Motives and Political Context

  • Several comments claim “protect the children” bills are industry-driven, funded by age‑verification vendors seeking mandates and contracts.
  • Others tie them to broader surveillance agendas (e.g., using porn as a pretext for Project‑2025‑style ID‑based tracking).
  • Some see the bills as a textbook example of a real slippery slope: from porn to skin cream, diet pills, dating apps, then potentially to political or historical content.

Where Enforcement Belongs: Browser/Client vs Website/Server

  • One camp argues age controls should live on the user’s device/browser: parents set a password‑protected mode; sites simply label content (“this might contain X”).
  • Critics push back: who defines the taxonomy; how to categorize mixed sites (Reddit, social media); how to handle foreign sites that mislabel.
  • Others suggest mandatory headers like RTA/censor.txt and child-mode browsers that block unlabeled sites, but opponents note this quickly turns into government‑mandated browser code and is trivially bypassed by alternative builds, proxies, or VPNs.

Practicality and Circumvention

  • Many argue determined kids will always find workarounds: open‑source browsers, VPNs, proxies, sibling/parent devices, or shared credentials.
  • Some even frame this “arms race” as accidentally educational (kids learn to hack/compile), but others stress the real goal is not perfection, just making access harder.

Privacy and Technical Schemes

  • Strong skepticism toward uploading government IDs or face scans to porn, skincare, or pill sites; seen as creating durable, abusable logs of intimate behavior.
  • Thread discusses digital IDs and crypto schemes: government eIDs, Apple Wallet IDs, zero‑knowledge proofs, verifiable credentials, Privacy Pass, blind signatures.
  • Pushback: any system with reliable enforcement requires some authority that can link credentials back to people; that authority (often the state) then has surveillance power.

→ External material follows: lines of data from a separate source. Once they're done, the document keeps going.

/// Main entry point for the matching engine server
///
/// Parses command-line arguments, initializes logging and the runtime,
/// then wires the engine, the TCP front-end and the observability server.

use clap::Parser;
use clob_engine::emitter::EventEmitter;
use clob_engine::engine::Engine;
use clob_engine::observability::ObservabilityServer;
use clob_engine::server::run_server;
use std::net::{IpAddr, SocketAddr};
use std::sync::Arc;
use tokio::sync::broadcast;

/// 撮合引擎命令行配置
#[derive(Parser, Debug, Clone)]
#[command(name = "clob-engine")]
#[command(version = "0.1.0")]
#[command(about = "多标的并行限价撮合引擎", long_about = None)]
struct CliConfig {
    /// 服务器监听地址
    #[arg(short = 'H', long, default_value = "127.0.0.1")]
    host: IpAddr,

    /// 服务器监听端口
    #[arg(short, long, default_value_t = 8080)]
    port: u16,

    /// 可观测性端口（/metrics 与 /health）
    #[arg(short = 'm', long, default_value_t = 9090)]
    metrics_port: u16,

    /// 运行时工作线程数（0表示自动检测CPU核心数）
    #[arg(short = 't', long, default_value_t = 0)]
    threads: usize,

    /// 事件广播缓冲大小
    #[arg(short = 'q', long, default_value_t = 1024)]
    event_buffer: usize,

    /// 日志级别
    #[arg(short = 'l', long, default_value = "info", value_parser = ["trace", "debug", "info", "warn", "error"])]
    log_level: String,

    /// 仅显示配置不启动服务器（用于调试）
    #[arg(long, default_value_t = false)]
    dry_run: bool,
}

fn main() {
    let config = CliConfig::parse();

    init_logging(&config.log_level);

    // 自动检测工作线程数
    let threads = if config.threads == 0 {
        let cpus = num_cpus::get();
        tracing::info!("自动检测到 {} 个CPU核心", cpus);
        cpus
    } else {
        config.threads
    };

    tracing::info!("撮合引擎启动");
    tracing::info!("配置: {:?}", config);

    if config.dry_run {
        println!("Dry-run 模式 - 不启动服务器");
        return;
    }

    let runtime = tokio::runtime::Builder::new_multi_thread()
        .worker_threads(threads)
        .enable_all()
        .build()
        .expect("failed to build tokio runtime");

    runtime.block_on(run(config));
}

async fn run(config: CliConfig) {
    let (events_tx, _) = broadcast::channel(config.event_buffer);

    // 事件流：引擎 → 写线程（标准输出） + 广播口（网络回显）
    let (emitter, writer) = EventEmitter::stdout();
    let emitter = emitter.with_tap(events_tx.clone());
    let engine = Arc::new(Engine::new(emitter));

    // 可观测性服务器
    let observability = ObservabilityServer::new(config.metrics_port);
    let health = observability.health_checker();
    tokio::spawn(async move {
        if let Err(e) = observability.run().await {
            tracing::error!("可观测性服务器退出: {}", e);
        }
    });

    // 撮合服务器
    let addr = SocketAddr::new(config.host, config.port);
    let server = tokio::spawn(run_server(addr, Arc::clone(&engine), events_tx));
    health.mark_ready();
    tracing::info!("服务器已准备就绪");

    tokio::signal::ctrl_c().await.ok();
    tracing::info!("收到退出信号，正在关闭");

    server.abort();
    // 释放引擎即关闭事件通道，join 保证输出全部落盘
    drop(engine);
    writer.join();
}

/// 初始化日志系统
fn init_logging(level: &str) {
    use tracing_subscriber::EnvFilter;

    let filter = EnvFilter::try_from_default_env().unwrap_or_else(|_| EnvFilter::new(level));

    tracing_subscriber::fmt()
        .with_env_filter(filter)
        .with_target(false)
        .with_writer(std::io::stderr)
        .init();
}
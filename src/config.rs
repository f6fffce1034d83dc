use crate::error::{EdgarError, Result};
use serde::{Deserialize, Serialize};
use std::path::PathBuf;
use std::time::Duration;

/// バックエンドアドレスの環境変数
pub const BACKEND_ADDR_ENV: &str = "EDGAR_BACKEND_ADDR";

#[derive(Debug, Clone, Serialize, Deserialize)]
#[serde(default)]
pub struct Config {
    pub backend_addr: Option<String>,
    pub backend_executable: Option<PathBuf>,
    pub poll_interval_ms: u64,
    pub min_query_chars: usize,
    pub default_forms: Vec<String>,
    pub output_dir: Option<PathBuf>,
    pub perform_ner: bool,
}

impl Default for Config {
    fn default() -> Self {
        Self::default_config()
    }
}

impl Config {
    pub fn load() -> Result<Self> {
        let config_path = Self::config_path()?;

        if config_path.exists() {
            let content = std::fs::read_to_string(&config_path)?;
            let config: Config = serde_json::from_str(&content)?;
            Ok(config)
        } else {
            Ok(Self::default_config())
        }
    }

    pub fn save(&self) -> Result<()> {
        let config_path = Self::config_path()?;

        if let Some(parent) = config_path.parent() {
            std::fs::create_dir_all(parent)?;
        }

        let content = serde_json::to_string_pretty(self)?;
        std::fs::write(&config_path, content)?;
        Ok(())
    }

    pub fn config_path() -> Result<PathBuf> {
        let home = dirs::home_dir()
            .ok_or_else(|| EdgarError::Config("ホームディレクトリが見つかりません".into()))?;
        Ok(home.join(".config").join("edgar-desk").join("config.json"))
    }

    fn default_config() -> Self {
        Self {
            backend_addr: None,
            backend_executable: None,
            poll_interval_ms: 1000, // 1秒に1回
            min_query_chars: 2,
            default_forms: vec!["10-K".into()],
            output_dir: None,
            perform_ner: false,
        }
    }

    /// 接続先アドレス（環境変数を優先）
    pub fn backend_addr(&self) -> Option<String> {
        if let Ok(addr) = std::env::var(BACKEND_ADDR_ENV) {
            if !addr.trim().is_empty() {
                return Some(addr.trim().to_string());
            }
        }

        self.backend_addr.clone()
    }

    pub fn poll_interval(&self) -> Duration {
        Duration::from_millis(self.poll_interval_ms.max(1))
    }

    /// 出力先（未設定ならデスクトップ）
    pub fn output_dir(&self) -> Result<PathBuf> {
        if let Some(dir) = &self.output_dir {
            return Ok(dir.clone());
        }

        dirs::desktop_dir()
            .or_else(dirs::home_dir)
            .ok_or_else(|| EdgarError::Config("デスクトップフォルダが見つかりません".into()))
    }

    pub fn set_backend_addr(&mut self, addr: String) -> Result<()> {
        self.backend_addr = Some(addr);
        self.save()
    }

    pub fn set_output_dir(&mut self, dir: PathBuf) -> Result<()> {
        self.output_dir = Some(dir);
        self.save()
    }
}

#[cfg(test)]
mod tests {
    use super::*;

    #[test]
    fn test_default_config() {
        let config = Config::default();
        assert_eq!(config.poll_interval(), Duration::from_secs(1));
        assert_eq!(config.min_query_chars, 2);
        assert_eq!(config.default_forms, vec!["10-K".to_string()]);
        assert!(!config.perform_ner);
    }

    #[test]
    fn test_partial_config_file_fills_defaults() {
        let config: Config = serde_json::from_str(r#"{"poll_interval_ms": 250}"#).unwrap();
        assert_eq!(config.poll_interval(), Duration::from_millis(250));
        assert_eq!(config.min_query_chars, 2);
    }

    #[test]
    fn test_explicit_output_dir_wins() {
        let config = Config {
            output_dir: Some(PathBuf::from("/tmp/edgar")),
            ..Default::default()
        };
        assert_eq!(config.output_dir().unwrap(), PathBuf::from("/tmp/edgar"));
    }
}
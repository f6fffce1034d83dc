use thiserror::Error;

#[derive(Error, Debug)]
pub enum EdgarError {
    #[error("設定エラー: {0}")]
    Config(String),

    #[error("バックエンドに接続されていません")]
    NotConnected,

    #[error("バックエンド接続エラー: {0}")]
    Connection(String),

    #[error("バックエンド起動エラー: {0}")]
    Launch(String),

    #[error("バックエンド呼び出しエラー: {0}")]
    Backend(String),

    #[error("レスポンスの解析に失敗: {0}")]
    Decode(String),

    #[error("ファイルが見つかりません: {0}")]
    FileNotFound(String),

    #[error("入力エラー: {0}")]
    Prompt(String),

    #[error("JSON解析エラー: {0}")]
    JsonParse(#[from] serde_json::Error),

    #[error("IOエラー: {0}")]
    Io(#[from] std::io::Error),

    #[error(transparent)]
    Common(#[from] edgar_common::Error),
}

impl EdgarError {
    /// アラートに表示する本文
    ///
    /// バックエンドが返したエラーだけは先頭のエラークラス名を落とす。
    /// ローカルのエラーはアドレスやパスにコロンを含むため全文を使う。
    pub fn alert_text(&self) -> String {
        match self {
            EdgarError::Backend(message) => edgar_common::alert_text(message),
            other => other.to_string(),
        }
    }
}

pub type Result<T> = std::result::Result<T, EdgarError>;
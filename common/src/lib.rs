//! EDGAR Desk Common Library
//!
//! クライアント本体とフロントエンドで共有される型とユーティリティ

pub mod alert;
pub mod dates;
pub mod error;
pub mod parser;
pub mod types;

pub use alert::{alert_text, AlertData, AlertMap, BACKEND_JOB_ERROR_KEY, BACKEND_POLL_ERROR_KEY};
pub use dates::{format_iso_date, minimum_start_date, parse_date, MINIMUM_SEARCH_START_DATE};
pub use error::{Error, Result};
pub use parser::{normalize_cik, parse_import, parse_import_line, ImportEntry, ImportIssue};
pub use types::{
    Address, AddressParts, Addresses, BackendState, DocumentState, EntityResult, Filing,
    FilingEntry, FormData, JobState,
};
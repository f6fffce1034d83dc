//! アラート表示状態
//!
//! 検索エリアとキュー（オフキャンバス）エリアでそれぞれ1つずつ保持される。
//! 通常のアラートはメッセージ本文をキーにするため、同じエラーが重複表示されない。

use std::collections::BTreeMap;

/// ジョブエラー用の固定スロット
pub const BACKEND_JOB_ERROR_KEY: &str = "backend_job_error";

/// ポーリング失敗用の固定スロット
pub const BACKEND_POLL_ERROR_KEY: &str = "backend_poll_error";

#[derive(Debug, Clone, PartialEq, Eq)]
pub struct AlertData {
    pub error_text: String,
    pub show_alert: bool,
}

impl AlertData {
    pub fn new(error_text: impl Into<String>) -> Self {
        Self {
            error_text: error_text.into(),
            show_alert: true,
        }
    }
}

#[derive(Debug, Clone, Default, PartialEq, Eq)]
pub struct AlertMap {
    entries: BTreeMap<String, AlertData>,
}

impl AlertMap {
    pub fn new() -> Self {
        Self::default()
    }

    /// 本文をキーにして追加（既存なら上書き）
    pub fn add(&mut self, text: impl Into<String>) {
        let text = text.into();
        self.entries.insert(text.clone(), AlertData::new(text));
    }

    /// 固定キーのスロットに設定
    pub fn set_slot(&mut self, key: &str, text: impl Into<String>) {
        self.entries.insert(key.to_string(), AlertData::new(text));
    }

    pub fn get(&self, key: &str) -> Option<&AlertData> {
        self.entries.get(key)
    }

    pub fn remove(&mut self, key: &str) -> Option<AlertData> {
        self.entries.remove(key)
    }

    pub fn clear(&mut self) {
        self.entries.clear();
    }

    pub fn len(&self) -> usize {
        self.entries.len()
    }

    pub fn is_empty(&self) -> bool {
        self.entries.is_empty()
    }

    pub fn iter(&self) -> impl Iterator<Item = (&str, &AlertData)> {
        self.entries.iter().map(|(k, v)| (k.as_str(), v))
    }

    /// 表示対象の本文一覧
    pub fn messages(&self) -> Vec<&str> {
        self.entries
            .values()
            .filter(|a| a.show_alert)
            .map(|a| a.error_text.as_str())
            .collect()
    }
}

/// エラーメッセージから表示用テキストを取り出す
///
/// `"APIConnectionError: The application failed..."` のように
/// エラークラス名が前置されている場合、最後のコロン以降を使う。
pub fn alert_text(message: &str) -> String {
    let tail = message.rsplit(':').next().unwrap_or(message).trim();
    if tail.is_empty() {
        message.trim().to_string()
    } else {
        tail.to_string()
    }
}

Truly unlinkable tokens are easily shareable and thus ineffective.
  • Some note existing non‑intrusive bills only require checkboxes or in‑person ID at delivery, but others see those as “first wedge” steps to justify later, stricter tech.

Analogy to the Physical World and Role of Parents

  • Repeated comparisons to bars, porn shops, and rating systems: in meatspace, explicit content is segregated and ID‑gated.
  • Counter‑argument: online we do have per‑device policy (browsers, OS), so we can gate kids without universal identity systems.
  • Large faction: the Internet should remain uncensored for adults; protection should come from parenting, device‑level controls, and education, not centralized surveillance.
  • Others insist the harms of modern porn/social media to minors are real, and doing “nothing” is politically untenable, but they also don’t want to sacrifice privacy.

Alternative Policy Ideas

  • Regulate risky products (supplements, harsh skincare) via safety and labeling (FDA‑style) instead of age gates.
  • Require age‑restricted online sales to use payment‑address checks or credit cards, shifting detection to parents’ statements.
  • Implement standard content‑rating headers and improved child accounts on OSs/browsers; let parents opt into stricter filters.
  • Some point out today’s pervasive tracking (analytics, data brokers) already creates a “backdoor to surveillance,” making age‑verification databases especially dangerous add‑ons.